In Los Angeles, Illinois Sen. Barack Obama offered 5,000 supporters at a Universal City fundraiser a stiff repudiation of the Bush administration.

"We were promised a compassionate conservative and we got Katrina and wiretaps," he said. "We were promised a uniter but got a president who couldn't even lead the half of the country that voted for him."

Obama also appeared to chide his chief competitor for the Democratic nomination, New York Sen. Hillary Rodham Clinton. "I don't want to spend the next four years having the same arguments with the same lack of results," he said.

Earlier, New Mexico Gov. Bill Richardson, a Democrat, used a Los Angeles conference on green technology to tout his plan for energy independence.

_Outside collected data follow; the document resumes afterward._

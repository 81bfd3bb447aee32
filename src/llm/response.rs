//! Typed `generateContent` response schema and its validation.
//!
//! The answer is pulled out by a pure function that descends one level at
//! a time: only the first candidate and its first part are ever decoded,
//! so anything after them may take any shape. Every way the call can go
//! wrong maps to exactly one [`ModelResponse`] variant, checked in a fixed
//! order so the same malformed body always yields the same failure.

use serde::de::DeserializeOwned;
use serde::Deserialize;
use serde_json::Value;
use std::fmt;

/// Successful HTTP status for the model endpoint.
const STATUS_OK: u16 = 200;

/// Partial schema of a `generateContent` response.
///
/// Candidates stay raw JSON until [`extract_answer`] decodes the first one.
#[derive(Debug, Clone, Default, Deserialize)]
pub struct GenerateContentResponse {
    #[serde(default)]
    pub candidates: Option<Vec<Value>>,
}

#[derive(Debug, Clone, Default, Deserialize)]
pub struct Candidate {
    #[serde(default)]
    pub content: Option<Value>,
}

/// Parts stay raw JSON until the first one is decoded.
#[derive(Debug, Clone, Default, Deserialize)]
pub struct Content {
    #[serde(default)]
    pub parts: Option<Vec<Value>>,
}

#[derive(Debug, Clone, Default, Deserialize)]
pub struct Part {
    #[serde(default)]
    pub text: Option<String>,
}

/// Where in the response structure validation stopped.
#[derive(Debug, Clone, Copy, PartialEq, Eq)]
pub enum ShapeStage {
    /// The body is not a JSON object matching the schema.
    Body,
    /// No `candidates` key.
    Candidates,
    /// First candidate is not an object, or has no `content`.
    Content,
    /// Content is not an object, or has no `parts` list.
    Parts,
    /// No first part, or the first part has no string `text`.
    Text,
}

/// Outcome of one model call.
#[derive(Debug, Clone, PartialEq)]
pub enum ModelResponse {
    /// Answer text of the first part of the first candidate.
    Success(String),
    /// The call did not finish within the timeout.
    Timeout { secs: u64 },
    /// The request failed before a response arrived.
    Transport(String),
    /// Non-200 status, with the raw body.
    Status { code: u16, body: String },
    /// `candidates` was present but empty.
    EmptyCandidates { body: String },
    /// The response was missing an expected element.
    Shape { stage: ShapeStage, body: String },
}

impl ModelResponse {
    pub fn is_success(&self) -> bool {
        matches!(self, Self::Success(_))
    }

    /// Short category name for logging.
    pub fn category(&self) -> &'static str {
        match self {
            Self::Success(_) => "success",
            Self::Timeout { .. } => "timeout",
            Self::Transport(_) => "transport",
            Self::Status { .. } => "status",
            Self::EmptyCandidates { .. } => "empty-candidates",
            Self::Shape { .. } => "shape",
        }
    }
}

impl fmt::Display for ModelResponse {
    fn fmt(&self, f: &mut fmt::Formatter<'_>) -> fmt::Result {
        match self {
            Self::Success(text) => write!(f, "{text}"),
            Self::Timeout { secs } => write!(f, "Error: API timeout ({secs}s elapsed)"),
            Self::Transport(cause) => write!(f, "Error: request failed - {cause}"),
            Self::Status { code, body } => write!(f, "Error {code}: {body}"),
            Self::EmptyCandidates { body } => write!(f, "Error: Empty candidates: {body}"),
            Self::Shape { stage, body } => match stage {
                ShapeStage::Body => write!(f, "Error: Malformed response: {body}"),
                ShapeStage::Candidates => write!(f, "Error: No candidates in response: {body}"),
                ShapeStage::Content => write!(f, "Error: No content: {body}"),
                ShapeStage::Parts => write!(f, "Error: No parts: {body}"),
                ShapeStage::Text => write!(f, "Error: No text in first part: {body}"),
            },
        }
    }
}

/// Why [`extract_answer`] could not produce text.
#[derive(Debug, Clone, Copy, PartialEq, Eq)]
pub enum ExtractFailure {
    Empty,
    Shape(ShapeStage),
}

/// Decodes one level of the response, reporting `stage` if it does not fit.
fn decode_at<T: DeserializeOwned>(value: Value, stage: ShapeStage) -> Result<T, ExtractFailure> {
    serde_json::from_value(value).map_err(|_| ExtractFailure::Shape(stage))
}

/// Returns the text of the first part of the first candidate.
///
/// Further candidates and parts are never decoded.
pub fn extract_answer(response: GenerateContentResponse) -> Result<String, ExtractFailure> {
    let candidates = response
        .candidates
        .ok_or(ExtractFailure::Shape(ShapeStage::Candidates))?;
    let first = candidates.into_iter().next().ok_or(ExtractFailure::Empty)?;

    let candidate: Candidate = decode_at(first, ShapeStage::Content)?;
    let content = candidate
        .content
        .ok_or(ExtractFailure::Shape(ShapeStage::Content))?;

    let content: Content = decode_at(content, ShapeStage::Parts)?;
    let parts = content
        .parts
        .ok_or(ExtractFailure::Shape(ShapeStage::Parts))?;

    let first_part = parts
        .into_iter()
        .next()
        .ok_or(ExtractFailure::Shape(ShapeStage::Text))?;
    let part: Part = decode_at(first_part, ShapeStage::Text)?;
    part.text.ok_or(ExtractFailure::Shape(ShapeStage::Text))
}

/// Interprets an HTTP status and body from the model endpoint.
pub fn interpret_response(status: u16, body: &str) -> ModelResponse {
    if status != STATUS_OK {
        return ModelResponse::Status {
            code: status,
            body: body.to_string(),
        };
    }

    let parsed: GenerateContentResponse = match serde_json::from_str(body) {
        Ok(parsed) => parsed,
        Err(_) => {
            return ModelResponse::Shape {
                stage: ShapeStage::Body,
                body: body.to_string(),
            }
        }
    };

    match extract_answer(parsed) {
        Ok(text) => ModelResponse::Success(text),
        Err(ExtractFailure::Empty) => ModelResponse::EmptyCandidates {
            body: body.to_string(),
        },
        Err(ExtractFailure::Shape(stage)) => ModelResponse::Shape {
            stage,
            body: body.to_string(),
        },
    }
}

Richardson vowed that as president he would lower carbon emissions by 80% by 2040, significantly earlier than other candidates have pledged. He also jocularly saluted former Vice President Al Gore, whose lifelong advocacy on the subject of global warming resulted in his receipt Monday of the Nobel Peace Prize.

"Al Gore's been right for years," Richardson told several hundred gathered at the GreenXchange conference in Century City. "I just hope he doesn't get into the race. I think it's a little too late."